"Piracy creates jobs but free and open source software and open standards create opportunity and entrepreneurs." That was the word from Johannesburg-based Anriette Esterhuysen, executive director of the Association for Progressive Communications (APC). Esterhuysen was speaking at a session during the Internet Governance Forum that ends in Athens, Greece, November 2.

Esterhuysen's comments came as the world of free and open source software (FOSS) is winning new converts in the world of non-governmental organisations.  Over the past few months there has been a growing interest among NGOs in the potential of FOSS.
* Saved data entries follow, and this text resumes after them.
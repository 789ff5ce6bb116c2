//! Property-based tests for page view-state
//!
//! Uses proptest to check the chat, filter, and menu invariants over
//! arbitrary inputs.

use proptest::prelude::*;
use nirvaha_core::catalog::{filter_sessions, MeditationCategory, MEDITATIONS};
use nirvaha_core::nav::NavMenu;
use nirvaha_core::{DivineChat, SpiritualGuide};

// ============================================================================
// Strategy Generators
// ============================================================================

/// Strings made only of whitespace (including empty)
fn blank_strategy() -> impl Strategy<Value = String> {
    prop::string::string_regex("[ \t\r\n]{0,20}").expect("valid regex")
}

/// Strings with at least one visible character
fn message_strategy() -> impl Strategy<Value = String> {
    prop::string::string_regex(" {0,3}[a-zA-Z0-9?!.]{1,60} {0,3}").expect("valid regex")
}

fn guide_strategy() -> impl Strategy<Value = SpiritualGuide> {
    prop::sample::select(SpiritualGuide::ALL.to_vec())
}

fn category_strategy() -> impl Strategy<Value = MeditationCategory> {
    prop::sample::select(MeditationCategory::ALL.to_vec())
}

// ============================================================================
// Property Tests
// ============================================================================

proptest! {
    /// Whitespace-only input never changes the conversation
    #[test]
    fn blank_input_appends_nothing(guide in guide_strategy(), text in blank_strategy()) {
        let mut chat = DivineChat::new(guide);
        let before = chat.clone();
        prop_assert!(chat.submit(&text).is_none());
        prop_assert_eq!(chat, before);
    }

    /// Non-blank input is appended verbatim as the last message
    #[test]
    fn message_appended_verbatim(guide in guide_strategy(), text in message_strategy()) {
        let mut chat = DivineChat::new(guide);
        prop_assert!(chat.submit(&text).is_some());
        let last = chat.messages().last().unwrap();
        prop_assert_eq!(&last.text, &text);
        prop_assert!(!last.from_assistant);
    }

    /// Switching to another guide leaves exactly the new greeting
    #[test]
    fn selecting_guide_leaves_single_greeting(
        first in guide_strategy(),
        second in guide_strategy(),
        texts in prop::collection::vec(message_strategy(), 0..10),
    ) {
        prop_assume!(first != second);
        let mut chat = DivineChat::new(first);
        for text in &texts {
            let _ = chat.submit(text);
        }
        chat.select_guide(second);
        prop_assert_eq!(chat.len(), 1);
        prop_assert_eq!(chat.messages()[0].text.as_str(), second.greeting());
        prop_assert!(chat.messages()[0].from_assistant);
    }

    /// Picking the current guide again leaves the conversation untouched
    #[test]
    fn reselecting_guide_keeps_messages(
        guide in guide_strategy(),
        texts in prop::collection::vec(message_strategy(), 0..10),
    ) {
        let mut chat = DivineChat::new(guide);
        for text in &texts {
            let _ = chat.submit(text);
        }
        let before = chat.messages().to_vec();
        chat.select_guide(guide);
        prop_assert_eq!(chat.messages(), before.as_slice());
    }

    /// Filtered sessions are exactly those matching the category
    #[test]
    fn filter_matches_exactly(category in category_strategy()) {
        let shown = filter_sessions(category);
        let expected: Vec<_> = MEDITATIONS
            .iter()
            .filter(|m| category == MeditationCategory::All || m.category == category)
            .collect();
        prop_assert_eq!(shown, expected);
    }

    /// An even number of toggles leaves the menu closed
    #[test]
    fn even_toggles_close_menu(pairs in 0usize..20, scroll in 0.0f64..500.0) {
        let mut menu = NavMenu::new();
        menu.on_scroll(scroll);
        for _ in 0..pairs * 2 {
            menu.toggle();
        }
        prop_assert!(!menu.is_open());
    }
}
The Netherlands-based TacticalTech.org, after holding two 'source' camps in Africa -- meant to build links between FOSS geeks and non-profit organisations -- has just announced its second such camp in Indonesia in January 2007. The first was held in early 2005 in Bangalore, India.

Others in the non-profit world are also looking at this field. Social Source Commons is an initiative that aims to zero-in on the tools used by NGO campaigners. While this list includes a number of proprietary products for the Windows and Mac platforms, there are a significant number of GNU/Linux tools listed there as well.

Speaking at the IGF this week, Esterhuysen said campaigners and activists increasingly recognise that "alternative" software not only works, but has a lot of potential in terms for organisations because it allows them to share software.

"I think that is a challenge for the IGF as well," said Esterhuysen. "The Internet is a public space and how can we facilitate maximum sharing, maximum creativity, peer production, new models and innovation."

Esterhuysen said that while she had a "lot of respect" for Microsoft's efforts to provide educational content in developing countries, "as long as they copyright and limit the right of teachers and learners in those countries to re-use and change and share that information, then there's very limited value to that. So I think, yes, sharing and openness is absolutely essential if we're going to use the Internet for development," Esterhuysen said.

"As a South African living in South Africa I resent the fact that my government, that has a huge crime-fighting burden, has to spend time and money, my taxpayer money, in prosecuting people who pirate Microsoft software licences." Esterhuysen also challenged the public sector to rethink what the "commons" is about, and what the public domain is in "the world of the internet".

She compared cyberspace to public libraries of the past, saying the internet presents an opportunity where, for example, all scientific research that's publicly funded can be made freely available.